TASK REQUIREMENTS » Look over the lines below. Report each one that includes the string "InMemoryStore".

╭─ EXERCISE DATA

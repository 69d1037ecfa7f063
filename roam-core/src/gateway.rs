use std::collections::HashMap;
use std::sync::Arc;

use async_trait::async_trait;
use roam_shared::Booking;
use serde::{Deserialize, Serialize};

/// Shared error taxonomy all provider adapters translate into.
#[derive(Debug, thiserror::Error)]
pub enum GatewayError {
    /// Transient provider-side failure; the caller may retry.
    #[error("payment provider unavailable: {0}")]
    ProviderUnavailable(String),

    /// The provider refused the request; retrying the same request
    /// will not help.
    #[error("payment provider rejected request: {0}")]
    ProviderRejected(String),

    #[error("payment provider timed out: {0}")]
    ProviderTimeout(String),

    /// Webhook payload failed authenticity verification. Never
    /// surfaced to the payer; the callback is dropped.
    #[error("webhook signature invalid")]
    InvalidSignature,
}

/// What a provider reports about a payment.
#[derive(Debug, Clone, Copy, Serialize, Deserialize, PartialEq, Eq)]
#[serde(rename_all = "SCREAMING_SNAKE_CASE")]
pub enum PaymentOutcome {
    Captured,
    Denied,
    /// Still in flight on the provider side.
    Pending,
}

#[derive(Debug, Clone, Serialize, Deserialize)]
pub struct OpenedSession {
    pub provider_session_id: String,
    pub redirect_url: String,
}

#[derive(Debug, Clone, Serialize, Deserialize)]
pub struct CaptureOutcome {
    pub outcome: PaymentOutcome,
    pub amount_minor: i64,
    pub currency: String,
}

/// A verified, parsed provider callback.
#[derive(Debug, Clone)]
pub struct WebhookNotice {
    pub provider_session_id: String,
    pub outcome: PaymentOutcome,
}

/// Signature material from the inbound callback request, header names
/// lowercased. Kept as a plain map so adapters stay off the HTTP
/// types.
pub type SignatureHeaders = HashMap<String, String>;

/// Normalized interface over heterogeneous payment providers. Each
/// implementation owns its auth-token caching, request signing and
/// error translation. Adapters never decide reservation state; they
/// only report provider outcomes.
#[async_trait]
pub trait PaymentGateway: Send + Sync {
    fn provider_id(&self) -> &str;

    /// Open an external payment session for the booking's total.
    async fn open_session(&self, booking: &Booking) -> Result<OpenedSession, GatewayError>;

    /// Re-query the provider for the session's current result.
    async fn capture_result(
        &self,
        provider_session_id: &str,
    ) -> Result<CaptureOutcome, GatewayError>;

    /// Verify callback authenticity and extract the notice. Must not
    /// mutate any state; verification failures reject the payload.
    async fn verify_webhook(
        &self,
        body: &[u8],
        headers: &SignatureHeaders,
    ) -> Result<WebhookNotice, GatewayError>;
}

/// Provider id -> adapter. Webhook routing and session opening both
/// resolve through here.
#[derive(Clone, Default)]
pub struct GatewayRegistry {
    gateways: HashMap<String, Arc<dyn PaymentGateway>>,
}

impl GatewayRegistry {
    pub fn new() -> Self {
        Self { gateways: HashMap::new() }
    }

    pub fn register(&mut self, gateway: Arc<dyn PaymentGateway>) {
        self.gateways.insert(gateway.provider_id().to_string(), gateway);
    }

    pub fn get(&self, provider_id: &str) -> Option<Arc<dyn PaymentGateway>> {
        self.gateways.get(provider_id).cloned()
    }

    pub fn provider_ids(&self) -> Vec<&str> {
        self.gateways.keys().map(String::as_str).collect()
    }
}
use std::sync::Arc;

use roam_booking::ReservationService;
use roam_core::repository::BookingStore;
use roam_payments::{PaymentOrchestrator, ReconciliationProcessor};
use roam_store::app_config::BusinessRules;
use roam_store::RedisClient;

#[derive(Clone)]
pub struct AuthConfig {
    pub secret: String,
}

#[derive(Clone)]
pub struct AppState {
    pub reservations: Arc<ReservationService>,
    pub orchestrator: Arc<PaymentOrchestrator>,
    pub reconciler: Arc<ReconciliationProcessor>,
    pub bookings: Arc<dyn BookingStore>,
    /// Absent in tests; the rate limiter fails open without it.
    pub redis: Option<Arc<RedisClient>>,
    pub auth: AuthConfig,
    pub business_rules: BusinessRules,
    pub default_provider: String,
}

╰─
╭─ EXERCISE DATA

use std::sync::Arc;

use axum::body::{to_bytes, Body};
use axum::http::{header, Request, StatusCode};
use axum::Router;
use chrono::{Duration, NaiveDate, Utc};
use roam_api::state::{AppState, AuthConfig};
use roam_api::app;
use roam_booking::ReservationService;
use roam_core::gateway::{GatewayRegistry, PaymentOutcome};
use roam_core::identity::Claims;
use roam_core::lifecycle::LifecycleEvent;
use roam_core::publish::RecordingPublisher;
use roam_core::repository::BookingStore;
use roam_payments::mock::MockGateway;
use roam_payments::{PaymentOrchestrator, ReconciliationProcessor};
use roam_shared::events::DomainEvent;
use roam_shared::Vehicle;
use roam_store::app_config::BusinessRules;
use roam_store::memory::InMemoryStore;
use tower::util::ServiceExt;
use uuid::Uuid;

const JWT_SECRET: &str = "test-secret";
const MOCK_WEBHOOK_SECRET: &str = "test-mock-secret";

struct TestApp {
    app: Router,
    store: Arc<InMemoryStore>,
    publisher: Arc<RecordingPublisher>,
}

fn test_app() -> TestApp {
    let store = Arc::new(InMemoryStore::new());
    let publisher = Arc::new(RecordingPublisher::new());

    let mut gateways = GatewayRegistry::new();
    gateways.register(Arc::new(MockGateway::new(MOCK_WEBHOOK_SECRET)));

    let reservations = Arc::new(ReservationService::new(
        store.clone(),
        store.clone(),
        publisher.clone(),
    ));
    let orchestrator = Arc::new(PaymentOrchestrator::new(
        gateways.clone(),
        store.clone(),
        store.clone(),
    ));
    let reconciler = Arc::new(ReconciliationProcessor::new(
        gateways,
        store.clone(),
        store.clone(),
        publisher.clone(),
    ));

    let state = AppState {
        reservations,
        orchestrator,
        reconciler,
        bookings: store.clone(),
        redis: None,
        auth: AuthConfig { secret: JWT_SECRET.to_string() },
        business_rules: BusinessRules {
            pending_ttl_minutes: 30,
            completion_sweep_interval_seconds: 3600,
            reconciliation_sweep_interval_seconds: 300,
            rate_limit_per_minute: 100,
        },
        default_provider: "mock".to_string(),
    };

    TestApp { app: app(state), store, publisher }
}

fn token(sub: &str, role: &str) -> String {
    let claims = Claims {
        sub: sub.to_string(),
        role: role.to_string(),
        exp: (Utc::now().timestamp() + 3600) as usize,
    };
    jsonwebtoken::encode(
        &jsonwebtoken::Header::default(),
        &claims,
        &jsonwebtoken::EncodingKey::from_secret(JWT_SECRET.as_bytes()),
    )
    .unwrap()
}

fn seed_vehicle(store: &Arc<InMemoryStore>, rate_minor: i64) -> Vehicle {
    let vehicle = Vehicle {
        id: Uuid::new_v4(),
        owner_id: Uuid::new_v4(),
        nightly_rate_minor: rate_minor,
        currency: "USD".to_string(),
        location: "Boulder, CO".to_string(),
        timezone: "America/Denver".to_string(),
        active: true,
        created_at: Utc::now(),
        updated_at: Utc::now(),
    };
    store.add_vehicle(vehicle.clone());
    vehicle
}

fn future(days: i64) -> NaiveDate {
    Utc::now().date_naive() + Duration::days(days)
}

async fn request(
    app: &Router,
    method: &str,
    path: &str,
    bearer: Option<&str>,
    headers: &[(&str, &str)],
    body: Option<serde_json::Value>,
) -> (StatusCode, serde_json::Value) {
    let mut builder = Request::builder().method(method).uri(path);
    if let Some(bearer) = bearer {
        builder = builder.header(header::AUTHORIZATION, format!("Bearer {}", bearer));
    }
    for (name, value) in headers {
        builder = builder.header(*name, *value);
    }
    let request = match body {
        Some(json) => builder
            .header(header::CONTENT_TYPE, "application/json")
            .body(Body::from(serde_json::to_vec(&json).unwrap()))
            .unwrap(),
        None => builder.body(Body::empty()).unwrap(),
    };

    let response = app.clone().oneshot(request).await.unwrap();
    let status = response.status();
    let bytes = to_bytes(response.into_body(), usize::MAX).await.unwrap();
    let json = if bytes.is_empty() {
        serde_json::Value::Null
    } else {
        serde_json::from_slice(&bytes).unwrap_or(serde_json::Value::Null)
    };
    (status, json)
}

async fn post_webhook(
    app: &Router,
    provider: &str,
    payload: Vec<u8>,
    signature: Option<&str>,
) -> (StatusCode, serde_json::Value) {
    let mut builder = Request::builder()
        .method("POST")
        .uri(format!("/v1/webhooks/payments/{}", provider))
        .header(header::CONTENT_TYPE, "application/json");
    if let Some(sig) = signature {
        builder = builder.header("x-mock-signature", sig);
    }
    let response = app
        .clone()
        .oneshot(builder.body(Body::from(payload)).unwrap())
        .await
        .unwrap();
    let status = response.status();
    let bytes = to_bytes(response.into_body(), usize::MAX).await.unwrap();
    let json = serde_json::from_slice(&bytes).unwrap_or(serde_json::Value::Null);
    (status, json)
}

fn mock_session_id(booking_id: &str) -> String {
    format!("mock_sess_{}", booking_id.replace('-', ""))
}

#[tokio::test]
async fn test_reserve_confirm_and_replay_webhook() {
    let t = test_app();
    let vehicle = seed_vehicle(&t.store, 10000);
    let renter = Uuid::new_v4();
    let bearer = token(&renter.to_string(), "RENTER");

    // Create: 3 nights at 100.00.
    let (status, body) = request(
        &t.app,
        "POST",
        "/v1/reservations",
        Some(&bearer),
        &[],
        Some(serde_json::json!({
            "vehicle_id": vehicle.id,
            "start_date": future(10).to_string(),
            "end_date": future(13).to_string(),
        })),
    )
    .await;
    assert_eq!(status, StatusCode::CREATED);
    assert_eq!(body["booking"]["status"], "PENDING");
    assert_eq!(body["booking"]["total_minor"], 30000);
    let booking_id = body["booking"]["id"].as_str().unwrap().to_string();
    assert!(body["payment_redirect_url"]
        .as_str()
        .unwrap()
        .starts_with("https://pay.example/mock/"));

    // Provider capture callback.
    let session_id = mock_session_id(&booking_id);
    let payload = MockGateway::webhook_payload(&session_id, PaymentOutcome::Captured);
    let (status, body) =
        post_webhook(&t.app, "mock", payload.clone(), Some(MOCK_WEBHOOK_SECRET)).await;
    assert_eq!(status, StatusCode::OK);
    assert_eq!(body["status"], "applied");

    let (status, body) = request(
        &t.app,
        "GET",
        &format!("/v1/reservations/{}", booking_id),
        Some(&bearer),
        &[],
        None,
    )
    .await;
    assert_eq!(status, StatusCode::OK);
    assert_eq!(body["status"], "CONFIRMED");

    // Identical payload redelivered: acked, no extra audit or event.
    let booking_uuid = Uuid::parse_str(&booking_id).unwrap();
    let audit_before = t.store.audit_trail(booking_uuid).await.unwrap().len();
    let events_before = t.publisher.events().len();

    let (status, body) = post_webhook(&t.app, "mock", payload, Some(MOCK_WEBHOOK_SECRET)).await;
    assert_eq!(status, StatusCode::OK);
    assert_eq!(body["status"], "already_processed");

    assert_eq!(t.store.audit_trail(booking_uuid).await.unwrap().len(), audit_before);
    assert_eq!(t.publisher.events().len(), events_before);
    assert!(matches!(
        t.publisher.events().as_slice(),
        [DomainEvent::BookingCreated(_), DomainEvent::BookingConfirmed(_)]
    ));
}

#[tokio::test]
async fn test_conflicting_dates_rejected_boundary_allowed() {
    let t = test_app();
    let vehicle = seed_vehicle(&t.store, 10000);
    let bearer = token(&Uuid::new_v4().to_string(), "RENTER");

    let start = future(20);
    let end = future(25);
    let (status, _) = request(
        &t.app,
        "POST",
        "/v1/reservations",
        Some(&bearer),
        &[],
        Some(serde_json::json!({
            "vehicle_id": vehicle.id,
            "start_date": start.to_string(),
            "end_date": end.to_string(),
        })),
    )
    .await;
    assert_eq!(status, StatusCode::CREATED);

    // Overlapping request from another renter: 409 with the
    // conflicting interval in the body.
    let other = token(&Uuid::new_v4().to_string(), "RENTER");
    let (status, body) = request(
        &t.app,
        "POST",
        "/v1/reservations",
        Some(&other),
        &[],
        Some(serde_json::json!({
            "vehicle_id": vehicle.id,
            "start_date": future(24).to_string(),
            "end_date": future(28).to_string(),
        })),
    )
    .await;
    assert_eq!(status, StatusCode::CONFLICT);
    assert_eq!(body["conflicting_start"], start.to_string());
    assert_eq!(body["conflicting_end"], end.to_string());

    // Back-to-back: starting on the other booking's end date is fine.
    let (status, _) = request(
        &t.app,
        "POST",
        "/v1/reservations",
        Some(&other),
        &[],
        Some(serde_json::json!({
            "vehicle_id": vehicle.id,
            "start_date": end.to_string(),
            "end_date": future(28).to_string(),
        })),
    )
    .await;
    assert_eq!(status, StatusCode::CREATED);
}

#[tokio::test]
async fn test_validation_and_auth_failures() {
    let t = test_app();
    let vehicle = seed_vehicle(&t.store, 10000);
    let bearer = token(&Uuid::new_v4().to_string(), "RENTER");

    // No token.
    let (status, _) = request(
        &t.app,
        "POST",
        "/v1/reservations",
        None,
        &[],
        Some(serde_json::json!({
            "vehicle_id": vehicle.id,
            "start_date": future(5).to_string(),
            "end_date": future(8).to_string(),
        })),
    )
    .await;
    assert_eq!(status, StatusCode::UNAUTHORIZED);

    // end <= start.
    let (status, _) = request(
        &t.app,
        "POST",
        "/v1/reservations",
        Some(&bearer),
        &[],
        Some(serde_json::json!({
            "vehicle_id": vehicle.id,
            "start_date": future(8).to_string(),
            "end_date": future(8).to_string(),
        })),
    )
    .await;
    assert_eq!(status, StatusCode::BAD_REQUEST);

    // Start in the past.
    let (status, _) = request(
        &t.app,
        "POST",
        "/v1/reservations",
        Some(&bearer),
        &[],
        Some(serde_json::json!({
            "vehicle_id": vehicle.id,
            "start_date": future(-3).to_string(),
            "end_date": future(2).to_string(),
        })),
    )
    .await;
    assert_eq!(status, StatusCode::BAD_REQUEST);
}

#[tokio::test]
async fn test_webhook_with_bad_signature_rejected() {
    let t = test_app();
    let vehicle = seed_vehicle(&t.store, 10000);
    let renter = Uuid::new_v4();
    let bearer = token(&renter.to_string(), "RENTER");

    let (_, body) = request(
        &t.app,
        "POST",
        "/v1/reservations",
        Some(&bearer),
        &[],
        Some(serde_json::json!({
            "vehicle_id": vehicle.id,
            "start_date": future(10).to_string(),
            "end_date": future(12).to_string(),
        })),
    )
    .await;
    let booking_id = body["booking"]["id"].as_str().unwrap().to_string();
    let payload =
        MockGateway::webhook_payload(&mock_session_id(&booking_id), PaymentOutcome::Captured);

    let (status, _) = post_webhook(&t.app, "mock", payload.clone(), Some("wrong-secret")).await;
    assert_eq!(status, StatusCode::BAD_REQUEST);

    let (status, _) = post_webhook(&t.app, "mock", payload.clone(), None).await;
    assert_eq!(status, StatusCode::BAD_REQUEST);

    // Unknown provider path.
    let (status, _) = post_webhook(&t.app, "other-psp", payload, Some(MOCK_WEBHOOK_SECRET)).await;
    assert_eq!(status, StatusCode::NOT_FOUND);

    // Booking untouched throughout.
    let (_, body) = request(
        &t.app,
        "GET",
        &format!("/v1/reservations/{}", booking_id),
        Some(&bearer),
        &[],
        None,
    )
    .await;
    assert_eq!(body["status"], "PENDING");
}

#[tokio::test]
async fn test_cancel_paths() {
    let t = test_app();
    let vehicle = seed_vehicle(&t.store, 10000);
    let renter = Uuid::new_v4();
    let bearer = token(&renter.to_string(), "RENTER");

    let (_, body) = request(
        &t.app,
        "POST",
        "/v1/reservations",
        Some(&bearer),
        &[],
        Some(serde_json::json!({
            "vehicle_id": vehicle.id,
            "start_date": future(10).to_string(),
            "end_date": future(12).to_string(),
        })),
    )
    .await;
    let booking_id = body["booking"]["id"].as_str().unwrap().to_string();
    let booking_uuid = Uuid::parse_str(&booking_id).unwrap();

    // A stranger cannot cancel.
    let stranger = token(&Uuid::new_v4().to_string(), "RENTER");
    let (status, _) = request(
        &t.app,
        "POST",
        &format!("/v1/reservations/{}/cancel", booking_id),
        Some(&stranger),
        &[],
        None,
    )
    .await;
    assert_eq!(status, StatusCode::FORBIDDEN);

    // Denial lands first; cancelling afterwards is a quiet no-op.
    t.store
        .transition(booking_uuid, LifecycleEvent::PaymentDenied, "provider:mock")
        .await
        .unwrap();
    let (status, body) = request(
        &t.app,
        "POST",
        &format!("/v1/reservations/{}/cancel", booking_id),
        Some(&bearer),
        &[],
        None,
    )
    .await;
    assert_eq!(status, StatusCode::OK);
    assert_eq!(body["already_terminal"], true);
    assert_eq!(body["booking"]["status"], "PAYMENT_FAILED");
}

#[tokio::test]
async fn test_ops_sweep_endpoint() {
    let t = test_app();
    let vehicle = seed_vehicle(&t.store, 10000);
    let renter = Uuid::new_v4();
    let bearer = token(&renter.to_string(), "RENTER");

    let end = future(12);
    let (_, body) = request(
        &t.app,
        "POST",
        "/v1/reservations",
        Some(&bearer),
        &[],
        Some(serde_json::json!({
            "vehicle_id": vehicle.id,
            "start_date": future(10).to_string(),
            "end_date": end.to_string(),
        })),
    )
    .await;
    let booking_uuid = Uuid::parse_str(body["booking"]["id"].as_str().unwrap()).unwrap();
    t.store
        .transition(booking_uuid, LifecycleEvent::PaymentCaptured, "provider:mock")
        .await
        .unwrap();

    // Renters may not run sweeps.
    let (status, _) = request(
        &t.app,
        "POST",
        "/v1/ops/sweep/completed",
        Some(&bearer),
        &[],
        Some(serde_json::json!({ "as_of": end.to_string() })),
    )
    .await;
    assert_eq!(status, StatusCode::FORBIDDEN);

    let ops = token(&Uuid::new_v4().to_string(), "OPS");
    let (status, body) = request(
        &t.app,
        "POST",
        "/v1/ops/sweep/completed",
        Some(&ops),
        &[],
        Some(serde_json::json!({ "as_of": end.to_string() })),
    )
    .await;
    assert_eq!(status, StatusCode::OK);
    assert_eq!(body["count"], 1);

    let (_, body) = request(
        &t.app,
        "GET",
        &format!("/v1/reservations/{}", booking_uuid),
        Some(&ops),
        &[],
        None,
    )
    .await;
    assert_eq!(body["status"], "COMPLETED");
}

╰─

ANSWER SPACE »
use roam_store::memory::InMemoryStore;
    store: Arc<InMemoryStore>,
    let store = Arc::new(InMemoryStore::new());
fn seed_vehicle(store: &Arc<InMemoryStore>, rate_minor: i64) -> Vehicle {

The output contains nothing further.